Work That Body...But HOW?

- By Robert P. Bennett
EnablingWords.Com

Exercise. We live in a society that is exercise crazy. Wherever you look, you see people trying to shape up and slim down. Gyms are cropping up all over the place. On the surface they all look the same and offer the same services. However, when you peel back the glitz there are differences that people should be aware of.

No two gyms are exactly alike. Each has its own problems and strengths. Of all the things a prospective consumer should look at the principle item is the staff. Do the trainers and assistants have any experience with working with disabled individuals? The answer is usually no, and this shouldn't come as any surprise. Part of the problem is that fitness is still an evolving industry. Part of it is fear and lack of education.

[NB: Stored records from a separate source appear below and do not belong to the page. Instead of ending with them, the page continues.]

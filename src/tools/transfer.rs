//! CSV and JSON import/export tools.
//!
//! This module implements `sqlite_export_csv`, `sqlite_export_json`,
//! `sqlite_import_csv` and `sqlite_import_json`. Both directions stream: exports
//! write rows as the engine yields them, imports insert rows as the file is parsed,
//! all inside one scope so an import is all-or-nothing.

use crate::db::identifier::quote_identifier;
use crate::db::transfer::{self, DEFAULT_NULL_VALUE, RowReader, TransferFormat};
use crate::db::{ConnectionScope, SchemaInspector};
use crate::error::{DbError, DbResult};
use crate::models::QueryParam;
use crate::tools::predicate::Predicate;
use schemars::JsonSchema;
use serde::{Deserialize, Serialize};
use std::path::PathBuf;
use tracing::info;

/// Input for the export tools.
#[derive(Debug, Clone, Deserialize, JsonSchema)]
pub struct ExportInput {
    pub table: String,
    /// Destination file. Overwritten if it exists.
    pub path: String,
    /// Optional filter such as `price > ?`
    #[serde(default)]
    pub where_clause: Option<String>,
    /// Values for the `?` placeholders in where_clause
    #[serde(default)]
    pub where_params: Vec<QueryParam>,
    /// CSV only: field written for NULL. Default: \N
    #[serde(default)]
    pub null_value: Option<String>,
}

/// Output from the export tools.
#[derive(Debug, Clone, Serialize, JsonSchema)]
pub struct ExportOutput {
    pub path: String,
    pub row_count: u64,
}

/// Input for the import tools.
#[derive(Debug, Clone, Deserialize, JsonSchema)]
pub struct ImportInput {
    /// Existing table to insert into
    pub table: String,
    /// Source file
    pub path: String,
    /// CSV only: field read as NULL. Default: \N. Use "" to treat empty fields as NULL.
    #[serde(default)]
    pub null_value: Option<String>,
}

/// Output from the import tools.
#[derive(Debug, Clone, Serialize, JsonSchema)]
pub struct ImportOutput {
    pub row_count: u64,
}

fn non_empty_path(path: &str) -> DbResult<PathBuf> {
    let path = path.trim();
    if path.is_empty() {
        return Err(DbError::invalid_input("path must not be empty"));
    }
    Ok(PathBuf::from(path))
}

fn table_not_found(table: &str) -> DbError {
    DbError::invalid_input(format!("Table '{}' not found", table))
}

/// Handler for import/export tools.
pub struct TransferToolHandler {
    scope: ConnectionScope,
}

impl TransferToolHandler {
    pub fn new(scope: ConnectionScope) -> Self {
        Self { scope }
    }

    pub async fn export_csv(&self, input: ExportInput) -> DbResult<ExportOutput> {
        self.export(input, TransferFormat::Csv).await
    }

    pub async fn export_json(&self, input: ExportInput) -> DbResult<ExportOutput> {
        self.export(input, TransferFormat::Json).await
    }

    pub async fn import_csv(&self, input: ImportInput) -> DbResult<ImportOutput> {
        self.import(input, TransferFormat::Csv).await
    }

    pub async fn import_json(&self, input: ImportInput) -> DbResult<ImportOutput> {
        self.import(input, TransferFormat::Json).await
    }

    async fn export(&self, input: ExportInput, format: TransferFormat) -> DbResult<ExportOutput> {
        let path = non_empty_path(&input.path)?;
        let table_sql = quote_identifier(&input.table, "table")?;
        let predicate = Predicate::build(input.where_clause.as_deref(), input.where_params)?;
        let sql = format!("SELECT * FROM {}{}", table_sql, predicate.sql);
        let params = predicate.params;
        let null_value = input
            .null_value
            .unwrap_or_else(|| DEFAULT_NULL_VALUE.to_string());
        let table = input.table.clone();
        let dest = path.clone();

        let row_count = self
            .scope
            .run(move |conn| {
                Box::pin(async move {
                    if !SchemaInspector::table_exists(conn, &table).await? {
                        return Err(table_not_found(&table));
                    }
                    transfer::export_query(conn, &sql, &params, format, &null_value, &dest).await
                })
            })
            .await?;

        info!(
            table = %input.table,
            path = %path.display(),
            format = format.name(),
            row_count = row_count,
            "Table exported"
        );
        Ok(ExportOutput {
            path: path.display().to_string(),
            row_count,
        })
    }

    async fn import(&self, input: ImportInput, format: TransferFormat) -> DbResult<ImportOutput> {
        let path = non_empty_path(&input.path)?;
        quote_identifier(&input.table, "table")?;
        let null_value = input.null_value.as_deref().unwrap_or(DEFAULT_NULL_VALUE);

        let reader = RowReader::open(&path, format, null_value).await?;
        let table = input.table.clone();

        let row_count = self
            .scope
            .run(move |conn| {
                Box::pin(async move {
                    if !SchemaInspector::table_exists(conn, &table).await? {
                        return Err(table_not_found(&table));
                    }
                    transfer::insert_rows(conn, &table, reader).await
                })
            })
            .await?;

        info!(
            table = %input.table,
            path = %path.display(),
            format = format.name(),
            row_count = row_count,
            "File imported"
        );
        Ok(ImportOutput { row_count })
    }
}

"The biggest problem," says fitness expert Maria Serrao, "is the lack of knowledge and education. There are very few gyms that have staff who know how do deal with someone with a disability. They'll go ahead and sign you up but don't know how to help you."

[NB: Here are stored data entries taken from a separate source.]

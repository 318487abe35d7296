//! Typed write tools.
//!
//! This module implements `sqlite_insert`, `sqlite_update`, `sqlite_delete` and
//! `sqlite_upsert`. Table and column names are validated identifiers; every value
//! is a bound parameter.

use crate::db::identifier::{quote_column_list, quote_identifier};
use crate::db::version::{UPSERT_MIN, engine_version};
use crate::db::{ConnectionScope, executor};
use crate::error::{DbError, DbResult};
use crate::models::{ExecuteResult, QueryParam};
use crate::tools::predicate::Predicate;
use schemars::JsonSchema;
use serde::{Deserialize, Serialize};
use serde_json::Value as JsonValue;
use tracing::info;

/// Column values keyed by column name.
pub type ColumnValues = serde_json::Map<String, JsonValue>;

/// Input for the insert tool.
#[derive(Debug, Clone, Deserialize, JsonSchema)]
pub struct InsertInput {
    pub table: String,
    /// Column name to value. Empty inserts a row of defaults.
    #[serde(default)]
    pub values: ColumnValues,
}

/// Input for the update tool.
#[derive(Debug, Clone, Deserialize, JsonSchema)]
pub struct UpdateInput {
    pub table: String,
    /// Columns to set
    pub values: ColumnValues,
    /// Filter such as `id = ?`. Comments, PRAGMA, ATTACH/DETACH and ';' are rejected.
    #[serde(default)]
    pub where_clause: Option<String>,
    /// Values for the `?` placeholders in where_clause
    #[serde(default)]
    pub where_params: Vec<QueryParam>,
    /// Must be true to update every row when where_clause is omitted
    #[serde(default)]
    pub allow_all_rows: bool,
}

/// Input for the delete tool.
#[derive(Debug, Clone, Deserialize, JsonSchema)]
pub struct DeleteInput {
    pub table: String,
    /// Filter such as `price < ?`. Comments, PRAGMA, ATTACH/DETACH and ';' are rejected.
    #[serde(default)]
    pub where_clause: Option<String>,
    /// Values for the `?` placeholders in where_clause
    #[serde(default)]
    pub where_params: Vec<QueryParam>,
    /// Must be true to delete every row when where_clause is omitted
    #[serde(default)]
    pub allow_all_rows: bool,
}

/// Input for the upsert tool.
#[derive(Debug, Clone, Deserialize, JsonSchema)]
pub struct UpsertInput {
    pub table: String,
    /// Column name to value for the row to insert or update
    pub values: ColumnValues,
    /// Columns of the UNIQUE or PRIMARY KEY constraint that detects the conflict
    pub conflict_columns: Vec<String>,
}

/// Output from the write tools.
#[derive(Debug, Clone, Serialize, JsonSchema)]
pub struct WriteOutput {
    pub rows_affected: u64,
    /// Rowid of the last inserted row (insert and upsert only)
    #[serde(skip_serializing_if = "Option::is_none")]
    pub last_insert_id: Option<i64>,
    pub execution_time_ms: u64,
}

impl WriteOutput {
    fn updated(result: ExecuteResult) -> Self {
        Self {
            rows_affected: result.rows_affected,
            last_insert_id: None,
            execution_time_ms: result.execution_time_ms,
        }
    }

    fn inserted(result: ExecuteResult) -> Self {
        Self {
            last_insert_id: Some(result.last_insert_id),
            ..Self::updated(result)
        }
    }
}

/// Split a value map into validated column names and bound parameters.
fn split_values(values: &ColumnValues) -> DbResult<(Vec<String>, Vec<QueryParam>)> {
    let columns: Vec<String> = values.keys().cloned().collect();
    let params = values
        .values()
        .map(QueryParam::from_json)
        .collect::<DbResult<Vec<_>>>()?;
    Ok((columns, params))
}

fn placeholders(n: usize) -> String {
    vec!["?"; n].join(", ")
}

/// Compose an INSERT for the given values.
pub fn build_insert(table: &str, values: &ColumnValues) -> DbResult<(String, Vec<QueryParam>)> {
    let table_sql = quote_identifier(table, "table")?;
    if values.is_empty() {
        return Ok((format!("INSERT INTO {} DEFAULT VALUES", table_sql), Vec::new()));
    }
    let (columns, params) = split_values(values)?;
    let sql = format!(
        "INSERT INTO {} ({}) VALUES ({})",
        table_sql,
        quote_column_list(&columns)?,
        placeholders(columns.len())
    );
    Ok((sql, params))
}

/// Compose an UPDATE; SET values bind before the predicate's values.
pub fn build_update(
    table: &str,
    values: &ColumnValues,
    predicate: Predicate,
) -> DbResult<(String, Vec<QueryParam>)> {
    if values.is_empty() {
        return Err(DbError::invalid_input("values must name at least one column"));
    }
    let (columns, mut params) = split_values(values)?;
    let assignments = columns
        .iter()
        .map(|c| quote_identifier(c, "column").map(|q| format!("{} = ?", q)))
        .collect::<DbResult<Vec<_>>>()?
        .join(", ");

    let sql = format!(
        "UPDATE {} SET {}{}",
        quote_identifier(table, "table")?,
        assignments,
        predicate.sql
    );
    params.extend(predicate.params);
    Ok((sql, params))
}

/// Compose a DELETE.
pub fn build_delete(table: &str, predicate: Predicate) -> DbResult<(String, Vec<QueryParam>)> {
    let sql = format!(
        "DELETE FROM {}{}",
        quote_identifier(table, "table")?,
        predicate.sql
    );
    Ok((sql, predicate.params))
}

/// Compose `INSERT ... ON CONFLICT (...) DO UPDATE SET col = excluded.col`.
///
/// When every supplied column is a conflict column there is nothing to update and
/// the statement becomes `DO NOTHING`.
pub fn build_upsert(
    table: &str,
    values: &ColumnValues,
    conflict_columns: &[String],
) -> DbResult<(String, Vec<QueryParam>)> {
    if values.is_empty() {
        return Err(DbError::invalid_input("values must name at least one column"));
    }
    if conflict_columns.is_empty() {
        return Err(DbError::invalid_input("conflict_columns must not be empty"));
    }
    if let Some(missing) = conflict_columns.iter().find(|c| !values.contains_key(*c)) {
        return Err(DbError::invalid_input(format!(
            "Conflict column '{}' must also appear in values",
            missing
        )));
    }

    let (insert_sql, params) = build_insert(table, values)?;
    let updates = values
        .keys()
        .filter(|c| !conflict_columns.contains(c))
        .map(|c| quote_identifier(c, "column").map(|q| format!("{} = excluded.{}", q, q)))
        .collect::<DbResult<Vec<_>>>()?;

    let action = if updates.is_empty() {
        "DO NOTHING".to_string()
    } else {
        format!("DO UPDATE SET {}", updates.join(", "))
    };
    let sql = format!(
        "{} ON CONFLICT ({}) {}",
        insert_sql,
        quote_column_list(conflict_columns)?,
        action
    );
    Ok((sql, params))
}

/// Refuse an unfiltered UPDATE/DELETE unless the caller asked for it.
fn require_filter(predicate: &Predicate, allow_all_rows: bool, operation: &str) -> DbResult<()> {
    if !predicate.is_filtered() && !allow_all_rows {
        return Err(DbError::invalid_input(format!(
            "{} without where_clause affects every row; set allow_all_rows to true to confirm",
            operation
        )));
    }
    Ok(())
}

/// Handler for typed write tools.
pub struct WriteToolHandler {
    scope: ConnectionScope,
}

impl WriteToolHandler {
    pub fn new(scope: ConnectionScope) -> Self {
        Self { scope }
    }

    async fn run_statement(&self, sql: String, params: Vec<QueryParam>) -> DbResult<ExecuteResult> {
        self.scope
            .run(move |conn| Box::pin(async move { executor::execute(conn, &sql, &params).await }))
            .await
    }

    pub async fn insert(&self, input: InsertInput) -> DbResult<WriteOutput> {
        let (sql, params) = build_insert(&input.table, &input.values)?;
        let result = self.run_statement(sql, params).await?;

        info!(
            table = %input.table,
            rows_affected = result.rows_affected,
            last_insert_id = result.last_insert_id,
            "Row inserted"
        );
        Ok(WriteOutput::inserted(result))
    }

    pub async fn update(&self, input: UpdateInput) -> DbResult<WriteOutput> {
        let predicate = Predicate::build(input.where_clause.as_deref(), input.where_params)?;
        require_filter(&predicate, input.allow_all_rows, "UPDATE")?;
        let (sql, params) = build_update(&input.table, &input.values, predicate)?;
        let result = self.run_statement(sql, params).await?;

        info!(table = %input.table, rows_affected = result.rows_affected, "Rows updated");
        Ok(WriteOutput::updated(result))
    }

    pub async fn delete(&self, input: DeleteInput) -> DbResult<WriteOutput> {
        let predicate = Predicate::build(input.where_clause.as_deref(), input.where_params)?;
        require_filter(&predicate, input.allow_all_rows, "DELETE")?;
        let (sql, params) = build_delete(&input.table, predicate)?;
        let result = self.run_statement(sql, params).await?;

        info!(table = %input.table, rows_affected = result.rows_affected, "Rows deleted");
        Ok(WriteOutput::updated(result))
    }

    pub async fn upsert(&self, input: UpsertInput) -> DbResult<WriteOutput> {
        let (sql, params) = build_upsert(&input.table, &input.values, &input.conflict_columns)?;
        let result = self
            .scope
            .run(move |conn| {
                Box::pin(async move {
                    engine_version(conn).await?.require("UPSERT", UPSERT_MIN)?;
                    executor::execute(conn, &sql, &params).await
                })
            })
            .await?;

        info!(table = %input.table, rows_affected = result.rows_affected, "Row upserted");
        Ok(WriteOutput::inserted(result))
    }
}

"I don't think the ownership of gyms or fitness centers have the background to work with this population," says Robert Romano, Chief Operating Officer of the Powerhouse Gym in Farmington Hills, Michigan. "I think it makes them uncomfortable. If you don't know something you fear it. In a sense you can't blame them. They just don't know."

Romano does know. His bachelor's degree, from Brooklyn College in New York, was in adaptive physical education. He started the first sports program for people with disabilities on that campus. He was also the director of the United Cerebral Palsy aquatics program.

A representative of The Sports Club Company (Los Angeles), which operates 13 fitness centers nationally, sums up one of the chief rationales for lack of proper staffing.. "Some of our trainers have rehab or physical therapy training. But it's important to realize that the clubs aren't specifically for disabled people."

While it is true that most gyms are not for the sole use of people with disabilities, those that do include the disabled community should have some background knowledge in how to handle the issues that come up around disabilities. Part of that knowledge should be in the area of sensitivity training. People with disabilities have to become comfortable with the staff members of gyms. They have to feel as if the staff understands their specific needs.

“Attitude of the staff is important,” says Jen Feltz, Special Program Director at the Southwest Family YMCA (Milwaukee, Wis). “It doesn't help if we have a staffmember who is in a panic when he sees someone with a disability. You can make the most accessible facility but if the staff has a bad attitude you may as well not have done anything. We do a disability awareness program. We talk about language. We stress the need to direct questions about capabilities directly toward the person with the disability. Staffmembers have to learn from the individuals how to help them. People with disabilities may not know how to use a specific piece of equipment but they are probably used to adapting things to their needs.”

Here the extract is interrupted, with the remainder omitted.